Search code examples
c++multithreadingconcurrencyppl

Concurrency::parallel_for (PPL) is creating too many threads


I'm using Concurrency::parallel_for() of Visual Studio 2010's Parallel Patterns Library (PPL) to process an indexed set of tasks (typically, the index set is much larger than the number of threads that can run simultaneously). Each task, before doing a lengthy calculation, starts by requesting a private working storage resource from a shared resource manager (in case: a view on a task specific memory mapped file, but I think the story-line would be the same if each task requested a private memory allocation from a shared heap).

The usage of the shared resource manager is synchronized with a Concurrency::critical_section and here the problem starts: If a first thread/task is in the critical section and a second task makes a request, it has to wait until the first task's request is handled. The PPL apparently then thinks: hey this thread is waiting and there are more tasks to do, hence another thread is created causing up to 870 threads mostly waiting at the same resource manager.

Now as handling the resource request is only a small part of the whole task, I would like to tell the PPL at that part to hold its horses, none of the waits or cooperative blocks should cause new threads to start from an indicated section of a working-thread and my question here is: if and how I can prevent a specific thread section to create new threads, even if it cooperatively blocks. I wouldn't mind new threads to be created at other blocks further down the thread's processing path, but no more than say 2* the number of (hyper)cores.

Alternatives that I have considered so far:

  1. Queue-up tasks and process the queue from a limited number of threads. Issue: I hoped, PPL's parallel_for would do that by itself.

  2. Define a Concurrency::combinable<Resource> resourceSet; outside the Concurrency::parallel_for and initialize resourceSet.local() once to reduce the number of resource requests (by reusing the resources) to the number of threads (which should be less than the number of tasks). Issue: this optimization doesn't prevent the superfluous thread creation.

  3. Pre allocate the required resources for each task outside the parallel_for loop. Issue: this would request too many system resources whereas limiting the amount of resources to the number of threads/cores would be OK (if that didn't explode).

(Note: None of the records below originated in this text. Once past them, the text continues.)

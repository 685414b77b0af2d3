//! Patient intake triage workflow.
//!
//! Validates a batch of intake records, then fans out into two embedded
//! sub-graphs: urgent-case triage (flag and summarize cases that need
//! immediate attention) and symptom-pattern analysis (aggregate trends
//! into a report). Both append correlation tags to the shared
//! `processed_patients` accumulate field.
//!
//! Run with `cargo run --example patient_triage`.

use std::sync::Arc;

use async_trait::async_trait;
use loomflow::event_bus::EventBus;
use loomflow::executor::{Executor, ExecutorConfig};
use loomflow::graphs::{CompiledGraph, GraphBuilder, compile};
use loomflow::node::{Node, NodeContext, NodeError, NodeRegistry};
use loomflow::schema::{FieldSpec, StateSchema};
use loomflow::state::{StateInstance, StatePatch, StateView};
use loomflow::subgraph::SubgraphNode;
use loomflow::textgen::{MockTextGenerator, TextGenerator};
use loomflow::types::{FieldType, NodeId};
use loomflow::utils::id_generator::IdGenerator;
use serde_json::{Value, json};

const URGENT_SYMPTOMS: &[&str] = &["chest pain", "shortness of breath", "severe bleeding"];

/// Drops intake records without a patient id.
struct ValidateIntake;

#[async_trait]
impl Node for ValidateIntake {
    async fn run(&self, view: StateView, ctx: NodeContext) -> Result<StatePatch, NodeError> {
        let raw = view
            .get_array("raw_intake")
            .ok_or(NodeError::MissingInput { what: "raw_intake" })?;
        let valid: Vec<Value> = raw
            .iter()
            .filter(|r| r.get("patient_id").is_some())
            .cloned()
            .collect();
        ctx.emit("validate", format!("kept {} of {} records", valid.len(), raw.len()))?;

        let mut patch = StatePatch::default();
        patch.insert("patients".into(), Value::Array(valid));
        Ok(patch)
    }
}

/// Flags patients reporting urgent symptoms.
struct IdentifyUrgent;

#[async_trait]
impl Node for IdentifyUrgent {
    async fn run(&self, view: StateView, _ctx: NodeContext) -> Result<StatePatch, NodeError> {
        let patients = view
            .get_array("patients")
            .ok_or(NodeError::MissingInput { what: "patients" })?;
        let urgent: Vec<Value> = patients
            .iter()
            .filter(|p| {
                p.get("symptoms")
                    .and_then(Value::as_array)
                    .is_some_and(|symptoms| {
                        symptoms.iter().any(|s| {
                            s.as_str()
                                .is_some_and(|s| URGENT_SYMPTOMS.contains(&s))
                        })
                    })
            })
            .cloned()
            .collect();

        let mut patch = StatePatch::default();
        patch.insert("urgent_cases".into(), Value::Array(urgent));
        Ok(patch)
    }
}

/// Summarizes urgent cases, or short-circuits on an empty set.
struct SummarizeUrgent {
    generator: Arc<dyn TextGenerator>,
}

#[async_trait]
impl Node for SummarizeUrgent {
    async fn run(&self, view: StateView, ctx: NodeContext) -> Result<StatePatch, NodeError> {
        let urgent = view
            .get_array("urgent_cases")
            .ok_or(NodeError::MissingInput { what: "urgent_cases" })?;

        let mut patch = StatePatch::default();
        if urgent.is_empty() {
            patch.insert("urgent_summary".into(), json!("No urgent cases detected."));
            patch.insert("processed_patients".into(), json!([]));
            return Ok(patch);
        }

        let prompt = format!("Triage these urgent cases: {}", json!(urgent));
        let summary = self
            .generator
            .generate(&prompt, 600)
            .await
            .map_err(|e| NodeError::Provider {
                provider: "textgen",
                message: e.to_string(),
            })?;
        ctx.emit("urgent-triage", format!("{} urgent cases", urgent.len()))?;

        let tags: Vec<Value> = urgent
            .iter()
            .filter_map(|p| p.get("patient_id").and_then(Value::as_str))
            .map(|id| json!(format!("urgent-triage-{id}")))
            .collect();
        patch.insert("urgent_summary".into(), json!(summary));
        patch.insert("processed_patients".into(), Value::Array(tags));
        Ok(patch)
    }
}

/// Aggregates symptom frequencies across the batch.
struct AnalyzePatterns;

#[async_trait]
impl Node for AnalyzePatterns {
    async fn run(&self, view: StateView, _ctx: NodeContext) -> Result<StatePatch, NodeError> {
        let patients = view
            .get_array("patients")
            .ok_or(NodeError::MissingInput { what: "patients" })?;

        let mut counts = serde_json::Map::new();
        for patient in patients {
            let Some(symptoms) = patient.get("symptoms").and_then(Value::as_array) else {
                continue;
            };
            for symptom in symptoms.iter().filter_map(Value::as_str) {
                let entry = counts.entry(symptom.to_string()).or_insert(json!(0));
                if let Some(n) = entry.as_i64() {
                    *entry = json!(n + 1);
                }
            }
        }

        let mut patch = StatePatch::default();
        patch.insert("symptom_counts".into(), Value::Object(counts));
        Ok(patch)
    }
}

/// Turns the frequency table into a report, with an empty-batch sentinel.
struct GenerateReport {
    generator: Arc<dyn TextGenerator>,
}

#[async_trait]
impl Node for GenerateReport {
    async fn run(&self, view: StateView, ctx: NodeContext) -> Result<StatePatch, NodeError> {
        let patients = view
            .get_array("patients")
            .ok_or(NodeError::MissingInput { what: "patients" })?;
        let counts = view
            .get("symptom_counts")
            .and_then(Value::as_object)
            .ok_or(NodeError::MissingInput { what: "symptom_counts" })?;

        let mut patch = StatePatch::default();
        if patients.is_empty() {
            patch.insert("pattern_report".into(), json!("No patients to analyze."));
            patch.insert("processed_patients".into(), json!([]));
            return Ok(patch);
        }

        let prompt = format!("Report on symptom patterns: {}", json!(counts));
        let report = self
            .generator
            .generate(&prompt, 600)
            .await
            .map_err(|e| NodeError::Provider {
                provider: "textgen",
                message: e.to_string(),
            })?;
        ctx.emit("symptom-patterns", format!("{} distinct symptoms", counts.len()))?;

        let tags: Vec<Value> = patients
            .iter()
            .filter_map(|p| p.get("patient_id").and_then(Value::as_str))
            .map(|id| json!(format!("pattern-analysis-{id}")))
            .collect();
        patch.insert("pattern_report".into(), json!(report));
        patch.insert("processed_patients".into(), Value::Array(tags));
        Ok(patch)
    }
}

fn urgent_case_graph(generator: Arc<dyn TextGenerator>) -> miette::Result<Arc<CompiledGraph>> {
    let schema = Arc::new(
        StateSchema::builder("urgent_case")
            .field(FieldSpec::required("patients", FieldType::List))
            .field(FieldSpec::optional("urgent_cases", FieldType::List))
            .field(FieldSpec::required("urgent_summary", FieldType::Text))
            .field(FieldSpec::optional("processed_patients", FieldType::List).accumulating())
            .input(["patients"])
            .output(["urgent_summary", "processed_patients"])
            .build()?,
    );

    let mut registry = NodeRegistry::new(schema);
    registry.register(
        "identify",
        Arc::new(IdentifyUrgent),
        vec!["patients"],
        vec!["urgent_cases"],
    )?;
    registry.register(
        "summarize",
        Arc::new(SummarizeUrgent { generator }),
        vec!["urgent_cases"],
        vec!["urgent_summary", "processed_patients"],
    )?;

    let definition = GraphBuilder::new()
        .add_node("identify")
        .add_node("summarize")
        .add_edge(NodeId::Start, "identify")
        .add_edge("identify", "summarize")
        .build()?;
    Ok(Arc::new(compile(definition, registry)?))
}

fn symptom_pattern_graph(generator: Arc<dyn TextGenerator>) -> miette::Result<Arc<CompiledGraph>> {
    let schema = Arc::new(
        StateSchema::builder("symptom_pattern")
            .field(FieldSpec::required("patients", FieldType::List))
            .field(FieldSpec::optional("symptom_counts", FieldType::Record))
            .field(FieldSpec::required("pattern_report", FieldType::Text))
            .field(FieldSpec::optional("processed_patients", FieldType::List).accumulating())
            .input(["patients"])
            .output(["pattern_report", "processed_patients"])
            .build()?,
    );

    let mut registry = NodeRegistry::new(schema);
    registry.register(
        "analyze",
        Arc::new(AnalyzePatterns),
        vec!["patients"],
        vec!["symptom_counts"],
    )?;
    registry.register(
        "report",
        Arc::new(GenerateReport { generator }),
        vec!["patients", "symptom_counts"],
        vec!["pattern_report", "processed_patients"],
    )?;

    let definition = GraphBuilder::new()
        .add_node("analyze")
        .add_node("report")
        .add_edge(NodeId::Start, "analyze")
        .add_edge("analyze", "report")
        .build()?;
    Ok(Arc::new(compile(definition, registry)?))
}

fn entry_graph(generator: Arc<dyn TextGenerator>) -> miette::Result<CompiledGraph> {
    let schema = Arc::new(
        StateSchema::builder("patient_triage")
            .field(FieldSpec::required("raw_intake", FieldType::List))
            .field(FieldSpec::required("patients", FieldType::List))
            .field(FieldSpec::optional("urgent_summary", FieldType::Text))
            .field(FieldSpec::optional("pattern_report", FieldType::Text))
            .field(FieldSpec::optional("processed_patients", FieldType::List).accumulating())
            .input(["raw_intake"])
            .output(["urgent_summary", "pattern_report", "processed_patients"])
            .build()?,
    );

    let urgent = SubgraphNode::wrap(
        urgent_case_graph(generator.clone())?,
        [("patients", "patients")],
        [
            ("urgent_summary", "urgent_summary"),
            ("processed_patients", "processed_patients"),
        ],
    );
    let patterns = SubgraphNode::wrap(
        symptom_pattern_graph(generator)?,
        [("patients", "patients")],
        [
            ("pattern_report", "pattern_report"),
            ("processed_patients", "processed_patients"),
        ],
    );

    let mut registry = NodeRegistry::new(schema);
    registry.register(
        "validate",
        Arc::new(ValidateIntake),
        vec!["raw_intake"],
        vec!["patients"],
    )?;
    let (urgent_reads, urgent_writes) = (urgent.reads(), urgent.writes());
    registry.register("urgent_triage", Arc::new(urgent), urgent_reads, urgent_writes)?;
    let (pattern_reads, pattern_writes) = (patterns.reads(), patterns.writes());
    registry.register("symptom_patterns", Arc::new(patterns), pattern_reads, pattern_writes)?;

    let definition = GraphBuilder::new()
        .add_node("validate")
        .add_node("urgent_triage")
        .add_node("symptom_patterns")
        .add_edge(NodeId::Start, "validate")
        .add_edge("validate", "urgent_triage")
        .add_edge("validate", "symptom_patterns")
        .build()?;
    Ok(compile(definition, registry)?)
}

#[tokio::main]
async fn main() -> miette::Result<()> {
    tracing_subscriber::fmt()
        .with_env_filter(
            tracing_subscriber::EnvFilter::try_from_default_env()
                .unwrap_or_else(|_| "info".into()),
        )
        .init();

    let generator: Arc<dyn TextGenerator> = Arc::new(MockTextGenerator::with_prefix("triage:"));
    let graph = entry_graph(generator)?;

    // Human-scannable run id so bus diagnostics are easy to grep.
    let run_tag = IdGenerator::new().generate_tag(6);
    let executor = Executor::new()
        .with_config(ExecutorConfig::from_env().with_run_id(format!("patient-triage-{run_tag}")))
        .with_event_bus(EventBus::default());
    let initial = StateInstance::builder()
        .with_field(
            "raw_intake",
            json!([
                {"patient_id": "p-100", "symptoms": ["chest pain", "nausea"]},
                {"patient_id": "p-101", "symptoms": ["headache"]},
                {"patient_id": "p-102", "symptoms": ["shortness of breath"]},
                {"symptoms": ["cough"]},
            ]),
        )
        .build();

    let output = executor.run(&graph, initial).await?;
    println!("urgent summary  : {}", output.get("urgent_summary").unwrap_or(&json!(null)));
    println!("pattern report  : {}", output.get("pattern_report").unwrap_or(&json!(null)));
    println!("processed tags  : {}", output.get("processed_patients").unwrap_or(&json!([])));
    Ok(())
}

I read http://msdn.microsoft.com/en-us/library/ff601930.aspx, section "Do Not Block Repeatedly in a Parallel Loop", but following the advice here would result in no parallel threads at all.


Solution

  • I do not know if it is possible to configure PPL/ConcRT to not use cooperative synchronization or at least to put the limit on the number of threads it creates. I thought it might be controlled via scheduler policies, but seemingly none of the policy parameters suits for the purpose.

    However I have some suggestions you might find useful to mitigate the problem, even if not in the ideal way:

    • Instead of critical_section, use a non-cooperative synchronization primitive to protect the resource manager. I think (though did not check) that the classical WinAPI CRITICAL_SECTION should succeed. As a radical step in this direction, you may consider other parallel libraries for your code; e.g. Intel's TBB provides most of PPL API and has more (disclaimer: I'm affiliated with it).

    • Pre-allocate a number of resources outside the parallel loop. One resource per task is not necessary; one per thread should be sufficient. Put these resources into a concurrent_queue, and inside a task pop a resource from the queue, use, and then push it back. Also, instead of returning the resource to the queue a thread might hoard it inside a combinable object for reuse in other tasks. If the queue happens to be empty (e.g. if PPL oversubscribes the machine), there might be different approaches, e.g. spinning in a loop until some other thread returns a resource, or requesting another resource from the manager. Also you may choose to pre-allocate more resources than the number of threads to minimize chances for resource exhaustion.